What is required —
Your answer should be a single number: the count of lines in the material below that hold "mocks".

Records for the exercise —
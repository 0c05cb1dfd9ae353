// tests/support/builders.rs
use chrono::{DateTime, Duration, Utc};

use byline_core::domain::article::*;
use byline_core::domain::tag::{Tag, TagId, TagLabel};
use byline_core::domain::user::{Author, UserId};

pub struct ArticleRecordBuilder {
    id: i64,
    title: String,
    slug: String,
    description: String,
    body: String,
    image: Option<String>,
    author_id: i64,
    username: String,
    state: PublishState,
    favored_by: Vec<i64>,
    tags: Vec<(i64, String)>,
    created_at: DateTime<Utc>,
}

impl ArticleRecordBuilder {
    pub fn new() -> Self {
        Self {
            id: 1,
            title: "Test Article".into(),
            slug: "test-article".into(),
            description: "Test description".into(),
            body: "Test body".into(),
            image: None,
            author_id: 1,
            username: "author".into(),
            state: PublishState::Draft,
            favored_by: vec![],
            tags: vec![],
            created_at: super::mocks::time::fixed_now(),
        }
    }

    pub fn id(mut self, id: i64) -> Self {
        self.id = id;
        self
    }

    pub fn title(mut self, title: impl Into<String>) -> Self {
        self.title = title.into();
        self
    }

    pub fn slug(mut self, slug: impl Into<String>) -> Self {
        self.slug = slug.into();
        self
    }

    pub fn image(mut self, url: impl Into<String>) -> Self {
        self.image = Some(url.into());
        self
    }

    pub fn author(mut self, id: i64, username: impl Into<String>) -> Self {
        self.author_id = id;
        self.username = username.into();
        self
    }

    pub fn published(mut self) -> Self {
        self.state = PublishState::Published;
        self
    }

    /// The favorite set; the stored count always mirrors its size.
    pub fn favored_by(mut self, users: Vec<i64>) -> Self {
        self.favored_by = users;
        self
    }

    pub fn tag(mut self, id: i64, label: impl Into<String>) -> Self {
        self.tags.push((id, label.into()));
        self
    }

    /// Shift the creation timestamp off the fixed test time, for ordering.
    pub fn created_seconds_after(mut self, seconds: i64) -> Self {
        self.created_at = super::mocks::time::fixed_now() + Duration::seconds(seconds);
        self
    }

    pub fn build(self) -> ArticleRecord {
        ArticleRecord {
            article: Article {
                id: ArticleId::new(self.id).unwrap(),
                title: ArticleTitle::new(self.title).unwrap(),
                slug: ArticleSlug::new(self.slug).unwrap(),
                description: ArticleDescription::new(self.description).unwrap(),
                body: ArticleBody::new(self.body).unwrap(),
                image: self.image.map(|url| ImageUrl::new(url).unwrap()),
                state: self.state,
                author_id: UserId::new(self.author_id).unwrap(),
                favored_count: self.favored_by.len() as i64,
                created_at: self.created_at,
                updated_at: self.created_at,
            },
            author: Author {
                id: UserId::new(self.author_id).unwrap(),
                username: self.username,
            },
            tags: self
                .tags
                .into_iter()
                .map(|(id, label)| Tag {
                    id: TagId::new(id).unwrap(),
                    label: TagLabel::new(label).unwrap(),
                })
                .collect(),
            favored_by: self
                .favored_by
                .into_iter()
                .map(|id| UserId::new(id).unwrap())
                .collect(),
        }
    }
}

Solution for this exercise —
2